§ **Exercise goal**
Which lines in the records below mention the word "Uuid"? Copy each one out.

§ **Entries supplied**
+ + + + +
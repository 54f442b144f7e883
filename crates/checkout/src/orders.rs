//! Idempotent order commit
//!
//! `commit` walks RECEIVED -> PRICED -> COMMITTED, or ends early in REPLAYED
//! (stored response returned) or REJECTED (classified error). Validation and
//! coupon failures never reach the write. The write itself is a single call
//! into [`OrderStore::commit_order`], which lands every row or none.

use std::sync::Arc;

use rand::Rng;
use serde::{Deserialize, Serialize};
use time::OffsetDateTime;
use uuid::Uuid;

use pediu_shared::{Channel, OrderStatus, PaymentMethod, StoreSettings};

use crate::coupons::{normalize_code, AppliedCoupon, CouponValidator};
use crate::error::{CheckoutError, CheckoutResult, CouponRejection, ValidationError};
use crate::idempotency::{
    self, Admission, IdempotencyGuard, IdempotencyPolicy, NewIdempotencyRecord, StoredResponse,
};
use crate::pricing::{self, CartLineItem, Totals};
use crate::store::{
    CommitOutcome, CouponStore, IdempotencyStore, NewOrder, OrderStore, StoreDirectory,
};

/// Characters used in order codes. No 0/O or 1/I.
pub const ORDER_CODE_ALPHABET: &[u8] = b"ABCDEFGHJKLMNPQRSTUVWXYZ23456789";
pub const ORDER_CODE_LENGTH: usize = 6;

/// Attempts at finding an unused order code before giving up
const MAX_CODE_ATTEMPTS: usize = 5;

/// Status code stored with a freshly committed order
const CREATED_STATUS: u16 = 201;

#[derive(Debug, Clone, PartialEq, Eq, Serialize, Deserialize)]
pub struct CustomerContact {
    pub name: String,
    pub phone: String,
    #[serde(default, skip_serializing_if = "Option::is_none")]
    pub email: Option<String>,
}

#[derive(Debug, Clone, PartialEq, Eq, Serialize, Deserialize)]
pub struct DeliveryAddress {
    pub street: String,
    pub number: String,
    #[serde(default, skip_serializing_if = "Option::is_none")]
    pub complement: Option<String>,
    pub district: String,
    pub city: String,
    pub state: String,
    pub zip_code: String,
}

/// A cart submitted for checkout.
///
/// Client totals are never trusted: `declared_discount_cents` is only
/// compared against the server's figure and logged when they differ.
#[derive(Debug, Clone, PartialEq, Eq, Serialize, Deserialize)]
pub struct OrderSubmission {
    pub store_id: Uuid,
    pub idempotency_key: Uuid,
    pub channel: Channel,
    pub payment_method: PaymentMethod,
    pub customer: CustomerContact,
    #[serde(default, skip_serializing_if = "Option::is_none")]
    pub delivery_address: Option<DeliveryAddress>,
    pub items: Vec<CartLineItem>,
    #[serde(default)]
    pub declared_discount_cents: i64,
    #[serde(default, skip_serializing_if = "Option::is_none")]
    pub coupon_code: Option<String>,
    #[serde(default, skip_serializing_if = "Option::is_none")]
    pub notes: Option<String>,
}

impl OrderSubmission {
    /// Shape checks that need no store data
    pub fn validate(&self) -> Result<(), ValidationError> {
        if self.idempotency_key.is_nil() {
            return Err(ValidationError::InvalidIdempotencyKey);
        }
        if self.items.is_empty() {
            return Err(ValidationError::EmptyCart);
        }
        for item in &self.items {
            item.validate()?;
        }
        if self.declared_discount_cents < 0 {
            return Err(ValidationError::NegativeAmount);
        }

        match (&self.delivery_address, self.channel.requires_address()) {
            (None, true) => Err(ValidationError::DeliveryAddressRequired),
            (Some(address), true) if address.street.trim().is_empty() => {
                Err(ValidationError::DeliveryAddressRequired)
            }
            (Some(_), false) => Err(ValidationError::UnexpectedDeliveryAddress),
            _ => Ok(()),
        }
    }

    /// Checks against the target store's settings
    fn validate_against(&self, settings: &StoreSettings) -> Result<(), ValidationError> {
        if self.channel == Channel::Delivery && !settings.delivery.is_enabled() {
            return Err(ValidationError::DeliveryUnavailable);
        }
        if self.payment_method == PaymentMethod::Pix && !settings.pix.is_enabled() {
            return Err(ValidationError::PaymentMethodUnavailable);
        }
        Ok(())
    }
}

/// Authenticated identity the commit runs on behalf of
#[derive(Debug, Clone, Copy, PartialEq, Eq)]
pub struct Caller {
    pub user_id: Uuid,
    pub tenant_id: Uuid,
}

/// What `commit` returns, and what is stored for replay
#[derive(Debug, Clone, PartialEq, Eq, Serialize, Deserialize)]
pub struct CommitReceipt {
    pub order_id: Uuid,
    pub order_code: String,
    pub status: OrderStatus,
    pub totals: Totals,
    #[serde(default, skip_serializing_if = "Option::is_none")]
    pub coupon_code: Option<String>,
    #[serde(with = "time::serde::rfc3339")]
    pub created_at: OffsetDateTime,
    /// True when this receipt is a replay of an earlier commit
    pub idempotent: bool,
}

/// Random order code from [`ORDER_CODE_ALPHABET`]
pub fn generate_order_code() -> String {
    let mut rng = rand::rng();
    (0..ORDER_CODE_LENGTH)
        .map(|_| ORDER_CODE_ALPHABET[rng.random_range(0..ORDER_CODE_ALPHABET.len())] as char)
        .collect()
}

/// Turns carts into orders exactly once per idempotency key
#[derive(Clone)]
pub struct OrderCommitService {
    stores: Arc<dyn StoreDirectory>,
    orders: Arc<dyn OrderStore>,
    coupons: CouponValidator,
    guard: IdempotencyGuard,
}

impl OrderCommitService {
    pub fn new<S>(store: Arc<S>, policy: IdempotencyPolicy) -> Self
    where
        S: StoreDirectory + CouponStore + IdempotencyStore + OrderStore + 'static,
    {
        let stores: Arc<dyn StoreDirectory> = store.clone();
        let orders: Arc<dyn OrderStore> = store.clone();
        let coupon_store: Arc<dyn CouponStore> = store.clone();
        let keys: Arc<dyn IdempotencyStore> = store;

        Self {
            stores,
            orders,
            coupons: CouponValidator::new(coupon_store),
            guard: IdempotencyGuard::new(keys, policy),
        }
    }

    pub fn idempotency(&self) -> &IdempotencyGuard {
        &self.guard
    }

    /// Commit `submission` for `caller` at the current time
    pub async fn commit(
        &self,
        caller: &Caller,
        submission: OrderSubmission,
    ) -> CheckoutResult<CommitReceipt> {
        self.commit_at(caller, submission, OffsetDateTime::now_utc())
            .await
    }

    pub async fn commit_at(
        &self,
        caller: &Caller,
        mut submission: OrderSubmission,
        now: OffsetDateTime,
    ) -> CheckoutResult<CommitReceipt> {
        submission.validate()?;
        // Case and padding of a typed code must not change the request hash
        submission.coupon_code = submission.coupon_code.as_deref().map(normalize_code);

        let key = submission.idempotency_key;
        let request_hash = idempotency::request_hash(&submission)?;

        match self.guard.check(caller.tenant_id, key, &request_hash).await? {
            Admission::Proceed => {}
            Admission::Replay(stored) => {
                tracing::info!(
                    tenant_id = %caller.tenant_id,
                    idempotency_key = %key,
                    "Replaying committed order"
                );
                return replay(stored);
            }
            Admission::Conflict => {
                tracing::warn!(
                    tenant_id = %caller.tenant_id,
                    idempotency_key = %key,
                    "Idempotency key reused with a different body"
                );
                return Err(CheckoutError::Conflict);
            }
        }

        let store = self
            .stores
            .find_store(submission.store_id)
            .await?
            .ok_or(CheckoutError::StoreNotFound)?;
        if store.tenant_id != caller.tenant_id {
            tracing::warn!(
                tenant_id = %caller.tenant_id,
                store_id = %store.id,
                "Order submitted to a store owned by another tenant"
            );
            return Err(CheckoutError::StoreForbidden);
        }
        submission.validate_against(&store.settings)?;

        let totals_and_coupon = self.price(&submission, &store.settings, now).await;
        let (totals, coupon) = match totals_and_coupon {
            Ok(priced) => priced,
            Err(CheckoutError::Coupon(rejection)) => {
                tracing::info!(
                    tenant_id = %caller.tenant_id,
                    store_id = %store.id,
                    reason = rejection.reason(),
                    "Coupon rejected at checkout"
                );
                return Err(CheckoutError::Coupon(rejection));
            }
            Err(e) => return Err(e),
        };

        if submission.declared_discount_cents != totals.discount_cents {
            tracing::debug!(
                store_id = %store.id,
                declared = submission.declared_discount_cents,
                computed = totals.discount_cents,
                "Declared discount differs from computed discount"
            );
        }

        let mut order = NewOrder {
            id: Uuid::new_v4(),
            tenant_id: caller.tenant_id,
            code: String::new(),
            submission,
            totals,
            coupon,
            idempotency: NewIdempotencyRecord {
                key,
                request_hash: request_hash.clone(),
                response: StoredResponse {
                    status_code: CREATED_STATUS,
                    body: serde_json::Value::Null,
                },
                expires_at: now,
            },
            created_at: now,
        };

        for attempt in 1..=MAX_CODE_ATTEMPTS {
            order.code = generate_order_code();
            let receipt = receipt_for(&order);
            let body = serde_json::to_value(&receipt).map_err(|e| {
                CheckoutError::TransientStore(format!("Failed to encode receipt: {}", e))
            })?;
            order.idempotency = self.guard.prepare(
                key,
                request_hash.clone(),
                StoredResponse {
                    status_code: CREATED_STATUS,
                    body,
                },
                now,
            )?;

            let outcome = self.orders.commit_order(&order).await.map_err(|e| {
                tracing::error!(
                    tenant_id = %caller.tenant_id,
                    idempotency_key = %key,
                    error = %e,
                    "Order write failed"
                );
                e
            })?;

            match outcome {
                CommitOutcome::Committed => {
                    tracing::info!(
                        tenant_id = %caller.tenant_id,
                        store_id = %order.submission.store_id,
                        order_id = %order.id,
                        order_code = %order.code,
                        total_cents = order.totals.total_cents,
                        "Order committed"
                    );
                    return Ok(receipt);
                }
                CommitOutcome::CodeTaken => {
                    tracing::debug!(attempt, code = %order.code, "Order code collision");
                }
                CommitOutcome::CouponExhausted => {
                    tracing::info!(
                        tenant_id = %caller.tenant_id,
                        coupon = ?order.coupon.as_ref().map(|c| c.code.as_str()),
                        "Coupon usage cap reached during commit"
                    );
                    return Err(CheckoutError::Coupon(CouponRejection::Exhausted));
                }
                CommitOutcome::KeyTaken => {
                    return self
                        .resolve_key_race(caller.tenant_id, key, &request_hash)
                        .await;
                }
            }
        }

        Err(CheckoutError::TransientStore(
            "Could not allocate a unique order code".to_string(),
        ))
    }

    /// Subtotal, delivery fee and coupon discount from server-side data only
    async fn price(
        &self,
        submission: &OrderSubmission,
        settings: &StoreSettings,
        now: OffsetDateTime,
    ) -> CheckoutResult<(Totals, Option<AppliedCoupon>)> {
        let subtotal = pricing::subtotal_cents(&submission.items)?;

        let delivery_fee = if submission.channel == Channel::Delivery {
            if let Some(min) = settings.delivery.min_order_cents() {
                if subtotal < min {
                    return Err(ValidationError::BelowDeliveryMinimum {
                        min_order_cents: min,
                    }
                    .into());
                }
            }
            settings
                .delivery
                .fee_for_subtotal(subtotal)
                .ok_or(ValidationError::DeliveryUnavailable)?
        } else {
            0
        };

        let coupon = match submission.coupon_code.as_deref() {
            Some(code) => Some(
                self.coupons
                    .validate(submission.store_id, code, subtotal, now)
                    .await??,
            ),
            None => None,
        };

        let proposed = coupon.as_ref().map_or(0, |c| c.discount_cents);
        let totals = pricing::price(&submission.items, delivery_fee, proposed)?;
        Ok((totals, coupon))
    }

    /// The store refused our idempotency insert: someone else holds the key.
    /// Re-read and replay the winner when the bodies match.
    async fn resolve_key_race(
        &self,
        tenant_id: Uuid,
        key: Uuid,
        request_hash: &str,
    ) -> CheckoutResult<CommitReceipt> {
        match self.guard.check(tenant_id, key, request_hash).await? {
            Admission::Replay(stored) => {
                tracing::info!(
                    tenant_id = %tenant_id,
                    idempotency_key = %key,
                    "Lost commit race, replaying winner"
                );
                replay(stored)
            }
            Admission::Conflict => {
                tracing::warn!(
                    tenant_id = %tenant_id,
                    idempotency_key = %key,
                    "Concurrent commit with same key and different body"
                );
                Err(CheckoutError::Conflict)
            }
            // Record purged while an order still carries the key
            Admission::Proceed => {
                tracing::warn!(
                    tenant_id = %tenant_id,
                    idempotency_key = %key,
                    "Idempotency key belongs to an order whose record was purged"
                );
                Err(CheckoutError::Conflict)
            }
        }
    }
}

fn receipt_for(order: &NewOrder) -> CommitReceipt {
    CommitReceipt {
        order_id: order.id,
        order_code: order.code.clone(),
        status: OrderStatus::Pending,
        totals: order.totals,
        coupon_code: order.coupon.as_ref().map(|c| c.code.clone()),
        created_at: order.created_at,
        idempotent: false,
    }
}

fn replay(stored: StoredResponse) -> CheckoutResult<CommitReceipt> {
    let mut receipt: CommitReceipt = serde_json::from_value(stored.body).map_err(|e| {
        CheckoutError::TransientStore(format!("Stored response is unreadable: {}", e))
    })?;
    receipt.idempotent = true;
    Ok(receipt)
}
+ + + + +
§ **Worked solution**
use uuid::Uuid;
    pub store_id: Uuid,
    pub idempotency_key: Uuid,
    pub user_id: Uuid,
    pub tenant_id: Uuid,
    pub order_id: Uuid,
            id: Uuid::new_v4(),
        tenant_id: Uuid,
        key: Uuid,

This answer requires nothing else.